I can't understand how anyone expected such slipshod attempts at forgery to pass for real photos. My best guess is that the government officials couldn't be bothered to visit the sites in person, and instructed some unfortunate underling to fake the photos instead. The underling wasn't an expert, but did the best (s)he could, with predictable results. Perhaps the photos accompanied a boring propaganda piece that few people would actually read, so the author hoped that nobody would notice?



Once again, critics get it wrong: this isn't bad PSing, this is real, observed levitation, of which much oriental charm is constructed. That's why there's that unbearabe lightness of being, which appears in so much of the art from the region. The ying and the yang and the wham and the bam, the ding and the dong of it, as it were.
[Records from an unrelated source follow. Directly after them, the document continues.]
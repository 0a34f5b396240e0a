//! Fuzzy search over the item set.
//!
//! The index is rebuilt after every item mutation and queried by the filter
//! on every applied search. See [`index`] for matching and ranking rules.

pub mod index;

pub use index::SearchIndex;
Special  note to help Jeremy: no disresepct intended towards any constituents of mother/father/brother or sister Earth.

Rob C
Title: Re: Unbelievably bad photographic forgeries
Post by: RSL on May 24, 2012, 11:47:06 am
The people who ordered these forgeries should have checked with the guys who took Trotsky out of the early Bolshevik pictures. They were "pros."
Title: Re: Unbelievably bad photographic forgeries
Post by: Slobodan Blagojevic on May 24, 2012, 01:43:29 pm
... Special  note to help Jeremy...

 ;D
Title: Re: Unbelievably bad photographic forgeries
Post by: Justan on May 26, 2012, 09:17:42 am
I wonder if this is a typical example of what happens when someone gets the lowest bidder to do the work?  ::)
Title: Re: Unbelievably bad photographic forgeries
Post by: Tony Jay on May 27, 2012, 02:35:12 am
Maybe the government of the People's Republic of China have a sense of humour - who would have thought.